An increase in the capacitance of the varactor 44 increases the resonant frequency of the tuned circuit 26. However, the capacitance of the varactor 44 also affects the amplitude of the feedback voltage across the varactor 38. That is, increasing the capacitance of varactor 44 will result in a larger feedback signal and hence in stronger oscillations. Thus, both the resonant frequency and the amplitude of the tuned circuit oscillations vary in the same direction as the capacitance of varactor 44. However, only the frequency varies in the same direction as the capacitance of varactor 38, for the amplitude varies in the opposite direction.
As a result, when the control source 40 applies to the two varactors 38 and 44 control signals that increase and decrease in phase with each other, the changes in the amplitude of the resonating currents in the tuned circuit can be made to cancel each other so that only the resonant frequency changes. Conversely, when the two varactors are tuned at the same rate in opposite directions, the frequency variations are in opposite directions and can be cancelled so that only the amplitude of the resonating current changes.
Further, at intermediate conditions, the circuit can produce a change in output frequency and a change in output amplitude, with the rate of change of each characteristic having substantially any desired value. The values of the capacitances of the varactors relative to the other reactances in the circuit, and the relative amplitudes of the control signal applied to the varactors required to attain each of these modes of operation can readily be calculated according to known principles.
It will thus be seen that the circuit of FIG. 1 can produce an output signal having a variety of amplitude and frequency characteristics. Many of the different possible signals can be obtained merely by adjusting only the characteristics of the control source 40.
FIG. 2 shows a tuned amplifier stage 49 in which the capacitance of a varactor 50 couples a common emitter transistor 52 to a tuned load circuit indicated generally at 54. More particularly, the illustrated amplifier stage has a capacitor 56 coupling the output signal of input stages 58 to the base 60 and the grounded emitter 62 of the transistor 52. The transistor collector 64 is connected to one terminal of the varactor 50, the other terminal of which is connected to a blocking capacitor 66 in series in the load circuit 54. The latter includes the resonant parallel combination of an inductor 68 and a capacitor 70. The output signal from the amplifier is coupled from the load circuit 54 to output stages 74 by a coupling capacitor 72 connected to the interconnection of the load circuit elements 66, 68 and as shown or, alternatively, with an inductor coupled with the inductor 68.
As also shown in FIG. 2, a choke 76 applies the output signal from a control signal source 78 to the interconnection of the varactor 5t and the load circuit 54 to control the capacitance of the varactor. The control signal returns to the grounded source terminal through a choke 80, and a battery 82 that provides the bias and operating voltages for the transistor.
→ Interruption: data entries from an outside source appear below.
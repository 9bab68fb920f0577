//! # Textual Persistence Format
//!
//! Line-oriented serialization of the statement set, one statement per line
//! (an N-Triples subset):
//!
//! ```text
//! <subject> <predicate> <object-iri> .
//! <subject> <predicate> "literal" .
//! <subject> <predicate> "literal"@en .
//! <subject> <predicate> "literal"^^<datatype> .
//! ```
//!
//! Blank lines and `#` comment lines are ignored on load. Literal values
//! escape `\"`, `\\`, `\n`, `\r` and `\t`. IRIs percent-escape `%`, angle
//! brackets, quotes, whitespace, and control characters, so entity IRIs
//! built from free-text names (institutions, usernames, topics) always
//! survive a serialize/parse round trip.
//!
//! Saving is a whole-file rewrite, never an incremental append. The file is
//! written to a sibling temporary path and renamed into place, so a crash
//! mid-write leaves the previous file intact. Concurrent processes mutating
//! the same backing file are not coordinated and can lose updates; the format
//! assumes a single writer.

use crate::store::TripleStore;
use crate::types::{Iri, Literal, ScholiaError, Statement, Term};
use std::fmt::Write as _;
use std::path::Path;

// =============================================================================
// SAVE
// =============================================================================

/// Serialize the full statement set and overwrite the file at `path`.
pub fn save(store: &TripleStore, path: &Path) -> Result<(), ScholiaError> {
    let text = to_text(store);

    let file_name = path
        .file_name()
        .ok_or_else(|| ScholiaError::Io(format!("not a file path: {}", path.display())))?;
    let mut tmp_name = file_name.to_os_string();
    tmp_name.push(".tmp");
    let tmp_path = path.with_file_name(tmp_name);

    std::fs::write(&tmp_path, text)
        .map_err(|e| ScholiaError::Io(format!("write {}: {}", tmp_path.display(), e)))?;
    std::fs::rename(&tmp_path, path)
        .map_err(|e| ScholiaError::Io(format!("rename to {}: {}", path.display(), e)))?;
    Ok(())
}

/// Serialize a store to its textual form.
#[must_use]
pub fn to_text(store: &TripleStore) -> String {
    let mut out = String::new();
    for statement in store.statements() {
        let _ = write!(
            out,
            "<{}> <{}> ",
            escape_iri(statement.subject.as_str()),
            escape_iri(statement.predicate.as_str())
        );
        match &statement.object {
            Term::Iri(iri) => {
                let _ = write!(out, "<{}>", escape_iri(iri.as_str()));
            }
            Term::Literal(lit) => {
                let _ = write!(out, "\"{}\"", escape(&lit.value));
                if let Some(lang) = &lit.lang {
                    let _ = write!(out, "@{lang}");
                } else if let Some(datatype) = &lit.datatype {
                    let _ = write!(out, "^^<{}>", escape_iri(datatype.as_str()));
                }
            }
        }
        out.push_str(" .\n");
    }
    out
}

fn escape(value: &str) -> String {
    let mut out = String::with_capacity(value.len());
    for c in value.chars() {
        match c {
            '\\' => out.push_str("\\\\"),
            '"' => out.push_str("\\\""),
            '\n' => out.push_str("\\n"),
            '\r' => out.push_str("\\r"),
            '\t' => out.push_str("\\t"),
            other => out.push(other),
        }
    }
    out
}

/// Percent-escape the characters an IRI cannot carry on the wire.
///
/// `>` would terminate the IRI early, a raw newline would break the
/// one-statement-per-line framing, and `%` must be escaped so decoding is
/// unambiguous. The remaining set is the RFC 3987 excluded characters.
fn escape_iri(iri: &str) -> String {
    let mut out = String::with_capacity(iri.len());
    for c in iri.chars() {
        if matches!(c, '%' | '<' | '>' | '"' | '\\' | '|' | '^' | '`' | '{' | '}')
            || c.is_whitespace()
            || c.is_control()
        {
            let mut buf = [0u8; 4];
            for byte in c.encode_utf8(&mut buf).bytes() {
                let _ = write!(out, "%{byte:02X}");
            }
        } else {
            out.push(c);
        }
    }
    out
}

/// Decode percent escapes written by [`escape_iri`].
fn unescape_iri(text: &str) -> Result<String, String> {
    if !text.contains('%') {
        return Ok(text.to_string());
    }
    let raw = text.as_bytes();
    let mut bytes = Vec::with_capacity(raw.len());
    let mut i = 0;
    while i < raw.len() {
        if raw[i] == b'%' {
            let hex = raw
                .get(i + 1..i + 3)
                .and_then(|h| std::str::from_utf8(h).ok())
                .ok_or_else(|| "truncated IRI escape".to_string())?;
            let byte = u8::from_str_radix(hex, 16)
                .map_err(|_| format!("invalid IRI escape '%{hex}'"))?;
            bytes.push(byte);
            i += 3;
        } else {
            bytes.push(raw[i]);
            i += 1;
        }
    }
    String::from_utf8(bytes).map_err(|_| "IRI escape is not valid UTF-8".to_string())
}

// =============================================================================
// LOAD
// =============================================================================

/// Parse the file at `path` into a store.
///
/// An absent file yields an empty store; malformed input yields
/// [`ScholiaError::Parse`] with the offending line number.
pub fn load(path: &Path) -> Result<TripleStore, ScholiaError> {
    if !path.exists() {
        return Ok(TripleStore::new());
    }
    let text = std::fs::read_to_string(path)
        .map_err(|e| ScholiaError::Io(format!("read {}: {}", path.display(), e)))?;
    parse(&text)
}

/// Parse serialized text into a store.
pub fn parse(text: &str) -> Result<TripleStore, ScholiaError> {
    let mut store = TripleStore::new();
    for (index, raw) in text.lines().enumerate() {
        let line = index + 1;
        let trimmed = raw.trim();
        if trimmed.is_empty() || trimmed.starts_with('#') {
            continue;
        }
        store.add(parse_line(trimmed, line)?);
    }
    Ok(store)
}

fn parse_line(text: &str, line: usize) -> Result<Statement, ScholiaError> {
    let mut cursor = Cursor { text, line };
    let subject = cursor.expect_iri()?;
    cursor.skip_ws();
    let predicate = cursor.expect_iri()?;
    cursor.skip_ws();
    let object = cursor.expect_term()?;
    cursor.skip_ws();
    cursor.expect_terminator()?;
    Ok(Statement::new(subject, predicate, object))
}

/// Single-line parse state.
struct Cursor<'a> {
    text: &'a str,
    line: usize,
}

impl Cursor<'_> {
    fn err(&self, message: impl Into<String>) -> ScholiaError {
        ScholiaError::Parse {
            line: self.line,
            message: message.into(),
        }
    }

    fn skip_ws(&mut self) {
        self.text = self.text.trim_start();
    }

    fn expect_iri(&mut self) -> Result<Iri, ScholiaError> {
        let rest = self
            .text
            .strip_prefix('<')
            .ok_or_else(|| self.err("expected '<'"))?;
        let end = rest
            .find('>')
            .ok_or_else(|| self.err("unterminated IRI"))?;
        let iri = unescape_iri(&rest[..end]).map_err(|message| self.err(message))?;
        self.text = &rest[end + 1..];
        Ok(Iri::new(iri))
    }

    fn expect_term(&mut self) -> Result<Term, ScholiaError> {
        if self.text.starts_with('<') {
            return Ok(self.expect_iri()?.into());
        }
        if self.text.starts_with('"') {
            return Ok(self.expect_literal()?.into());
        }
        Err(self.err("expected IRI or literal object"))
    }

    fn expect_literal(&mut self) -> Result<Literal, ScholiaError> {
        let rest = self
            .text
            .strip_prefix('"')
            .ok_or_else(|| self.err("expected '\"'"))?;

        let mut value = String::new();
        let mut chars = rest.char_indices();
        let close = loop {
            let Some((pos, c)) = chars.next() else {
                return Err(self.err("unterminated literal"));
            };
            match c {
                '"' => break pos,
                '\\' => {
                    let Some((_, escaped)) = chars.next() else {
                        return Err(self.err("dangling escape"));
                    };
                    match escaped {
                        '\\' => value.push('\\'),
                        '"' => value.push('"'),
                        'n' => value.push('\n'),
                        'r' => value.push('\r'),
                        't' => value.push('\t'),
                        other => return Err(self.err(format!("unknown escape '\\{other}'"))),
                    }
                }
                other => value.push(other),
            }
        };
        self.text = &rest[close + 1..];

        // Optional language or datatype tag
        if let Some(rest) = self.text.strip_prefix('@') {
            let end = rest
                .find(|c: char| c.is_whitespace())
                .unwrap_or(rest.len());
            if end == 0 {
                return Err(self.err("empty language tag"));
            }
            let lang = &rest[..end];
            self.text = &rest[end..];
            return Ok(Literal::lang_tagged(value, lang));
        }
        if let Some(rest) = self.text.strip_prefix("^^") {
            self.text = rest;
            let datatype = self.expect_iri()?;
            return Ok(Literal::typed(value, datatype));
        }
        Ok(Literal::plain(value))
    }

    fn expect_terminator(&mut self) -> Result<(), ScholiaError> {
        let rest = self
            .text
            .strip_prefix('.')
            .ok_or_else(|| self.err("expected '.' terminator"))?;
        if !rest.trim().is_empty() {
            return Err(self.err("trailing content after '.'"));
        }
        Ok(())
    }
}

// =============================================================================
// TESTS
// =============================================================================

#[cfg(test)]
mod tests {
    use super::*;
    use crate::vocab;

    fn sample_store() -> TripleStore {
        let mut store = TripleStore::new();
        store.add(Statement::new(
            vocab::paper_iri(1),
            vocab::rdf_type(),
            vocab::paper_class(),
        ));
        store.add(Statement::new(
            vocab::paper_iri(1),
            vocab::has_title(),
            Literal::lang_tagged("Basic \"ML\"\nIntro", "en"),
        ));
        store.add(Statement::new(
            vocab::paper_iri(1),
            vocab::publication_date(),
            Literal::typed("2022-03-21", vocab::xsd_date()),
        ));
        store
    }

    #[test]
    fn text_roundtrip_preserves_statements() {
        let store = sample_store();
        let text = to_text(&store);
        let restored = parse(&text).expect("parse");

        assert_eq!(restored.len(), store.len());
        let original: Vec<_> = store.statements().collect();
        let reloaded: Vec<_> = restored.statements().collect();
        assert_eq!(original, reloaded);
    }

    #[test]
    fn blank_lines_and_comments_ignored() {
        let text = "\n# graph header\n<http://example.org/a> <http://example.org/p> <http://example.org/x> .\n\n";
        let store = parse(text).expect("parse");
        assert_eq!(store.len(), 1);
    }

    #[test]
    fn malformed_line_reports_line_number() {
        let text = "<http://example.org/a> <http://example.org/p> <http://example.org/x> .\ngarbage\n";
        let err = parse(text).expect_err("must fail");
        match err {
            ScholiaError::Parse { line, .. } => assert_eq!(line, 2),
            other => unreachable!("unexpected error: {other}"),
        }
    }

    #[test]
    fn iri_with_reserved_characters_roundtrips() {
        // Entity IRIs embed free-text names; '>' and whitespace must not
        // break the framing
        let mut store = TripleStore::new();
        store.add(Statement::new(
            vocab::person_iri("bschack"),
            vocab::affiliated_with(),
            vocab::institution_iri("Lehigh > CS Dept"),
        ));
        store.add(Statement::new(
            vocab::institution_iri("Line\nBreak & 100% Weird"),
            vocab::rdf_type(),
            vocab::institution_class(),
        ));

        let text = to_text(&store);
        for line in text.lines() {
            assert!(line.ends_with(" ."));
        }

        let restored = parse(&text).expect("parse");
        let original: Vec<_> = store.statements().collect();
        let reloaded: Vec<_> = restored.statements().collect();
        assert_eq!(original, reloaded);
    }

    #[test]
    fn truncated_iri_escape_rejected() {
        let text = "<http://example.org/a> <http://example.org/p> <http://example.org/x%2> .";
        let err = parse(text).expect_err("must fail");
        assert!(matches!(err, ScholiaError::Parse { line: 1, .. }));
    }

    #[test]
    fn unterminated_literal_rejected() {
        let text = "<http://example.org/a> <http://example.org/p> \"oops .";
        assert!(parse(text).is_err());
    }

    #[test]
    fn trailing_content_rejected() {
        let text = "<http://example.org/a> <http://example.org/p> <http://example.org/x> . extra";
        assert!(parse(text).is_err());
    }

    #[test]
    fn missing_file_loads_empty_store() {
        let dir = tempfile::tempdir().expect("tempdir");
        let store = load(&dir.path().join("absent.ttl")).expect("load");
        assert!(store.is_empty());
    }

    #[test]
    fn save_then_load_roundtrips_on_disk() {
        let dir = tempfile::tempdir().expect("tempdir");
        let path = dir.path().join("graph.ttl");

        let store = sample_store();
        save(&store, &path).expect("save");
        let restored = load(&path).expect("load");

        assert_eq!(restored.len(), store.len());
        // Temp file must not linger after the rename
        assert!(!dir.path().join("graph.ttl.tmp").exists());
    }

    #[test]
    fn save_overwrites_previous_contents() {
        let dir = tempfile::tempdir().expect("tempdir");
        let path = dir.path().join("graph.ttl");

        save(&sample_store(), &path).expect("first save");
        let small = TripleStore::new();
        save(&small, &path).expect("second save");

        let restored = load(&path).expect("load");
        assert!(restored.is_empty());
    }
}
As with the oscillator circuit of FIG. 1, the frequency of the control signal from the generator 74 is considerably lower than the resonant frequency of the load circuit 54.
The inductor also applies negative voltage from the battery S2 to the transistor collector, and a voltage divider formed by resistors 84 and 86 applies a smaller negative voltage to the base 60. The positive battery terminal is grounded.
With further reference to FIG. 2, in the illustrated amplifier stage 49, the value of the varactor 50 capacitance determines the impedance the transistor presents to the tuned circuit. This makes it possible for the transister to have a relatively low output impedance and still be matched to a tuned circuit that has a relatively high resonant impedance.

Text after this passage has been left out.